Aceh Bersikeras Itu Hak Mereka, Pakai Dalil Sejarah dan Perjanjian Damai
Pihak Aceh tentu saja nggak terima begitu saja. Mereka punya senjata ampuh berupa bukti-bukti yang katanya nggak bisa dibantah. Aceh bersikukuh bahwa empat pulau itu mutlak milik mereka, berdasarkan historis, geografis, dan terutama perbatasan yang sudah jelas.
Dilansir dari Kompas.com, Jusuf Kalla (JK) menyampaikan beberapa hal penting di bawah ini.
Coba dengar ini:
- Undang-Undang Nomor 24 Tahun 1956 tentang Pembentukan Daerah Otonom Aceh. Ini UU, lho, bukan cuma peraturan RT. Menurut Aceh, UU ini sudah jelas mengatur batas wilayah mereka.
- Perjanjian Helsinki (MoU Helsinki) tahun 2005. Nah, ini dia yang penting! Mantan Wakil Presiden Jusuf Kalla (JK), yang punya peran besar dalam perdamaian Aceh, tegas bilang kalau berdasarkan Perjanjian Helsinki, batas Aceh itu merujuk pada 1 Juli 1956. Artinya, ya empat pulau itu masuk Aceh dong! Menurut JK, keputusan Mendagri itu bisa dibilang "cacat formil" karena posisinya di bawah undang-undang. Ini kayak main catur, raja lawan pion, mana bisa seri.

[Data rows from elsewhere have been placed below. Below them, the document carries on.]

//! # Error Types
//!
//! Custom error types for Magbank Monitor using `thiserror`.
//!
//! Transport implementations report [`TransportError`]; everything above the
//! transport seam reports [`MeterError`], which records the phase (handshake or
//! steady-state polling) the failure happened in so the caller can decide
//! whether to reconnect.

use std::fmt;

use thiserror::Error;

/// Failure of a single transfer on the transport.
#[derive(Debug, Clone, PartialEq, Eq, Error)]
pub enum TransportError {
    /// The transfer did not complete within its timeout
    #[error("transfer timed out")]
    Timeout,

    /// Any other I/O failure (device gone, pipe stalled, ...)
    #[error("transfer failed: {0}")]
    Io(String),
}

impl TransportError {
    /// Returns true for the benign "nothing arrived in time" outcome.
    #[must_use]
    pub fn is_timeout(&self) -> bool {
        matches!(self, TransportError::Timeout)
    }
}

/// Protocol phase an error was raised in
#[derive(Debug, Clone, Copy, PartialEq, Eq)]
pub enum Phase {
    /// Init-1 / init-2 / init-2 sequence
    Handshake,
    /// Data-request and drain cycles
    SteadyState,
}

impl fmt::Display for Phase {
    fn fmt(&self, f: &mut fmt::Formatter<'_>) -> fmt::Result {
        match self {
            Phase::Handshake => f.write_str("handshake"),
            Phase::SteadyState => f.write_str("steady-state polling"),
        }
    }
}

/// Main error type for Magbank Monitor
#[derive(Debug, Error)]
pub enum MeterError {
    /// No USB device with the configured IDs is attached
    #[error("FNB58 not found (VID 0x{vendor_id:04X}, PID 0x{product_id:04X})")]
    DeviceNotFound { vendor_id: u16, product_id: u16 },

    /// Opening or claiming the USB device failed
    #[error("USB error: {0}")]
    Usb(String),

    /// A transfer failed while running the init sequence
    #[error("handshake failed: {0}")]
    HandshakeFailed(#[source] TransportError),

    /// A transfer failed outside the handshake
    #[error("transport error during {phase}: {source}")]
    Transport {
        phase: Phase,
        #[source]
        source: TransportError,
    },

    /// The device did not answer the data request in time
    #[error("no data: device did not answer the data request")]
    NoData,

    /// Polling was attempted before a successful handshake
    #[error("device is not connected")]
    NotConnected,

    /// Configuration errors
    #[error("Configuration error: {0}")]
    Config(#[from] toml::de::Error),

    /// I/O errors
    #[error("I/O error: {0}")]
    Io(#[from] std::io::Error),

    /// Snapshot serialization errors
    #[error("JSON error: {0}")]
    Json(#[from] serde_json::Error),
}

impl MeterError {
    /// Protocol phase the error belongs to, if it came from the device link.
    #[must_use]
    pub fn phase(&self) -> Option<Phase> {
        match self {
            MeterError::HandshakeFailed(_) => Some(Phase::Handshake),
            MeterError::Transport { phase, .. } => Some(*phase),
            MeterError::NoData | MeterError::NotConnected => Some(Phase::SteadyState),
            _ => None,
        }
    }

    /// Whether the device handle should be dropped and reopened before the
    /// next attempt.
    #[must_use]
    pub fn requires_reconnect(&self) -> bool {
        matches!(
            self,
            MeterError::HandshakeFailed(_)
                | MeterError::Transport { .. }
                | MeterError::DeviceNotFound { .. }
                | MeterError::Usb(_)
        )
    }
}

/// Result type alias for Magbank Monitor
pub type Result<T> = std::result::Result<T, MeterError>;

#[cfg(test)]
mod tests {
    use super::*;

    #[test]
    fn test_timeout_is_distinguishable() {
        assert!(TransportError::Timeout.is_timeout());
        assert!(!TransportError::Io("pipe".to_string()).is_timeout());
    }

    #[test]
    fn test_handshake_error_phase() {
        let err = MeterError::HandshakeFailed(TransportError::Timeout);
        assert_eq!(err.phase(), Some(Phase::Handshake));
        assert!(err.requires_reconnect());
        assert_eq!(err.to_string(), "handshake failed: transfer timed out");
    }

    #[test]
    fn test_steady_state_error_phase() {
        let err = MeterError::Transport {
            phase: Phase::SteadyState,
            source: TransportError::Io("no device".to_string()),
        };
        assert_eq!(err.phase(), Some(Phase::SteadyState));
        assert!(err.requires_reconnect());
        assert!(err.to_string().contains("steady-state polling"));
        assert!(err.to_string().contains("no device"));
    }

    #[test]
    fn test_no_data_keeps_connection() {
        assert!(!MeterError::NoData.requires_reconnect());
        assert_eq!(MeterError::NoData.phase(), Some(Phase::SteadyState));
    }

    #[test]
    fn test_device_not_found_message() {
        let err = MeterError::DeviceNotFound {
            vendor_id: 0x2E3C,
            product_id: 0x5558,
        };
        assert_eq!(err.to_string(), "FNB58 not found (VID 0x2E3C, PID 0x5558)");
        assert_eq!(err.phase(), None);
    }
}
//! # Telemetry Integrator
//!
//! Folds decoded samples into a [`Session`]: accumulated energy and charge,
//! a smoothed temperature, running statistics and the reading to display.
//!
//! ## Integration
//!
//! Each sample covers one fixed 10 ms hardware tick, so the step is constant
//! and independent of how often the host polls:
//!
//! ```text
//! power   = V × I
//! energy += power × Δt            (Wh)
//! charge += I × 1000 × Δt         (mAh)
//! ```
//!
//! Samples must be integrated in acquisition order.
//!
//! ## Temperature smoothing
//!
//! One-pole low-pass: the first sample seeds the filter, then
//! `new = raw × (1 − α) + previous × α` with α = 0.9.

use chrono::{DateTime, Local};
use serde::Serialize;

use super::charger::ChargeProtocol;
use super::snapshot::TelemetrySnapshot;
use super::stats::Statistics;
use crate::fnb58::protocol::{Sample, SAMPLE_INTERVAL_HOURS, TEMPERATURE_SMOOTHING};

/// Exponential moving average used for the temperature channel
#[derive(Debug, Clone, Copy, PartialEq)]
pub struct TemperatureFilter {
    alpha: f64,
    value: Option<f64>,
}

impl Default for TemperatureFilter {
    fn default() -> Self {
        Self::new(TEMPERATURE_SMOOTHING)
    }
}

impl TemperatureFilter {
    /// Create an unset filter; `alpha` is the weight kept on history.
    #[must_use]
    pub fn new(alpha: f64) -> Self {
        Self {
            alpha: alpha.clamp(0.0, 1.0),
            value: None,
        }
    }

    /// Feed one raw reading and return the smoothed value.
    pub fn update(&mut self, raw: f64) -> f64 {
        let next = match self.value {
            None => raw,
            Some(previous) => raw * (1.0 - self.alpha) + previous * self.alpha,
        };
        self.value = Some(next);
        next
    }

    /// Current estimate, `None` before the first reading
    #[must_use]
    pub fn value(&self) -> Option<f64> {
        self.value
    }

    pub fn reset(&mut self) {
        self.value = None;
    }
}

/// Values shown for the most recent sample
///
/// Fields belong to the same sample and are always replaced together.
#[derive(Debug, Clone, Copy, PartialEq, Serialize)]
pub struct Reading {
    pub voltage_v: f64,
    pub current_a: f64,
    pub power_w: f64,
    pub dp_v: f64,
    pub dm_v: f64,
    /// Smoothed temperature
    pub temp_c: f64,
}

impl Reading {
    /// Charging protocol guessed from this reading
    #[must_use]
    pub fn protocol(&self) -> ChargeProtocol {
        ChargeProtocol::classify(self.voltage_v, self.dp_v, self.dm_v)
    }
}

/// Accumulated state of one measurement session
///
/// Owned by the polling task; consumers get copies through
/// [`Session::snapshot`].
#[derive(Debug, Clone)]
pub struct Session {
    energy_wh: f64,
    charge_mah: f64,
    temperature: TemperatureFilter,
    started_at: DateTime<Local>,
    stats: Statistics,
    latest: Option<Reading>,
    samples: u64,
}

impl Default for Session {
    fn default() -> Self {
        Self::new()
    }
}

impl Session {
    /// Start an empty session now.
    #[must_use]
    pub fn new() -> Self {
        Self {
            energy_wh: 0.0,
            charge_mah: 0.0,
            temperature: TemperatureFilter::default(),
            started_at: Local::now(),
            stats: Statistics::new(),
            latest: None,
            samples: 0,
        }
    }

    /// Integrate one sample and make it the displayed reading.
    ///
    /// # Examples
    ///
    /// ```
    /// use magbank_monitor::fnb58::protocol::Sample;
    /// use magbank_monitor::telemetry::Session;
    ///
    /// let mut session = Session::new();
    /// let sample = Sample { voltage_v: 5.0, current_a: 2.0, dp_v: 0.0, dm_v: 0.0, temp_c: 30.0 };
    ///
    /// // 360 000 samples of 10 ms = one hour at 10 W
    /// for _ in 0..360_000 {
    ///     session.integrate(&sample);
    /// }
    /// assert!((session.energy_wh() - 10.0).abs() < 1e-6);
    /// assert!((session.charge_mah() - 2000.0).abs() < 1e-6);
    /// ```
    pub fn integrate(&mut self, sample: &Sample) -> Reading {
        let power_w = sample.power_w();

        self.energy_wh += power_w * SAMPLE_INTERVAL_HOURS;
        self.charge_mah += sample.current_a * 1000.0 * SAMPLE_INTERVAL_HOURS;
        let temp_c = self.temperature.update(sample.temp_c);

        let reading = Reading {
            voltage_v: sample.voltage_v,
            current_a: sample.current_a,
            power_w,
            dp_v: sample.dp_v,
            dm_v: sample.dm_v,
            temp_c,
        };
        self.latest = Some(reading);
        self.samples += 1;
        reading
    }

    /// Integrate the samples of one telemetry frame in order.
    ///
    /// The frame's last sample also updates the statistics.
    ///
    /// # Returns
    ///
    /// * `usize` - Number of samples integrated
    pub fn ingest_frame(&mut self, samples: &[Sample]) -> usize {
        for sample in samples {
            self.integrate(sample);
        }

        if let Some(last) = samples.last() {
            self.stats.update(last.voltage_v, last.current_a);
        }

        samples.len()
    }

    /// Start a new session.
    ///
    /// Zeroes energy, charge and statistics, clears the temperature filter and
    /// the displayed reading. Connection state lives elsewhere and is untouched.
    pub fn reset(&mut self) {
        *self = Self::new();
    }

    /// Accumulated energy in watt-hours
    #[must_use]
    pub fn energy_wh(&self) -> f64 {
        self.energy_wh
    }

    /// Accumulated charge in milliamp-hours
    #[must_use]
    pub fn charge_mah(&self) -> f64 {
        self.charge_mah
    }

    /// Smoothed temperature, `None` before the first sample
    #[must_use]
    pub fn smoothed_temperature(&self) -> Option<f64> {
        self.temperature.value()
    }

    #[must_use]
    pub fn started_at(&self) -> DateTime<Local> {
        self.started_at
    }

    #[must_use]
    pub fn statistics(&self) -> &Statistics {
        &self.stats
    }

    /// Reading of the most recently integrated sample
    #[must_use]
    pub fn latest(&self) -> Option<&Reading> {
        self.latest.as_ref()
    }

    #[must_use]
    pub fn samples_processed(&self) -> u64 {
        self.samples
    }

    /// Protocol guessed from the latest reading
    #[must_use]
    pub fn protocol(&self) -> Option<ChargeProtocol> {
        self.latest.map(|reading| reading.protocol())
    }

    /// Consistent copy of everything a display or logger needs.
    #[must_use]
    pub fn snapshot(&self) -> TelemetrySnapshot {
        let now = Local::now();
        TelemetrySnapshot {
            reading: self.latest,
            energy_wh: self.energy_wh,
            capacity_mah: self.charge_mah,
            protocol: self.protocol(),
            voltage_stats: self.stats.voltage.summary(),
            current_stats: self.stats.current.summary(),
            samples: self.samples,
            session_started: self.started_at,
            session_seconds: (now - self.started_at).num_milliseconds() as f64 / 1000.0,
        }
    }
}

- Pengelolaan De Facto. JK juga bilang, selama ini, secara nyata empat pulau itu dikelola oleh Aceh, bahkan sampai urusan pembayaran pajak pun lewat Aceh Singkil. Jadi, aneh kan kalau tiba-tiba dipindah tangan?
Bagi Aceh, ini bukan cuma soal wilayah, tapi juga harga diri dan masalah kepercayaan sama pemerintah pusat. Kalau begini terus, bisa-bisa bikin trauma lama bangkit lagi.
Sumut Mah Santai, Katanya Ikut Aja Apa Kata Pusat!
Sementara itu, Sumatera Utara lewat Gubernur Bobby Nasution, adem ayem saja dengan keputusan Kemendagri. Bobby bahkan membantah kalau Sumut itu "mencaplok" pulau. Menurutnya, urusan pindah-memindah pulau itu wewenangnya pemerintah pusat, bukan provinsi. Jadi, ya tinggal ikut saja apa kata Mendagri, beres.
Si Menteri Ikut Campur, Eh Malah Bikin Perang Aturan! Apa yang Kontra?
Jadi, masalahnya ada di mana, nih? Kelihatan banget kan, pangkal persoalannya ada di keputusan Kemendagri itu sendiri. Mendagri Tito Karnavian bilang keputusannya itu berdasarkan kesepakatan batas darat yang sudah ditandatangani empat pemerintah daerah terkait, termasuk Aceh. Konon, kalau dilihat dari batas darat, letak geografisnya memang di Sumut.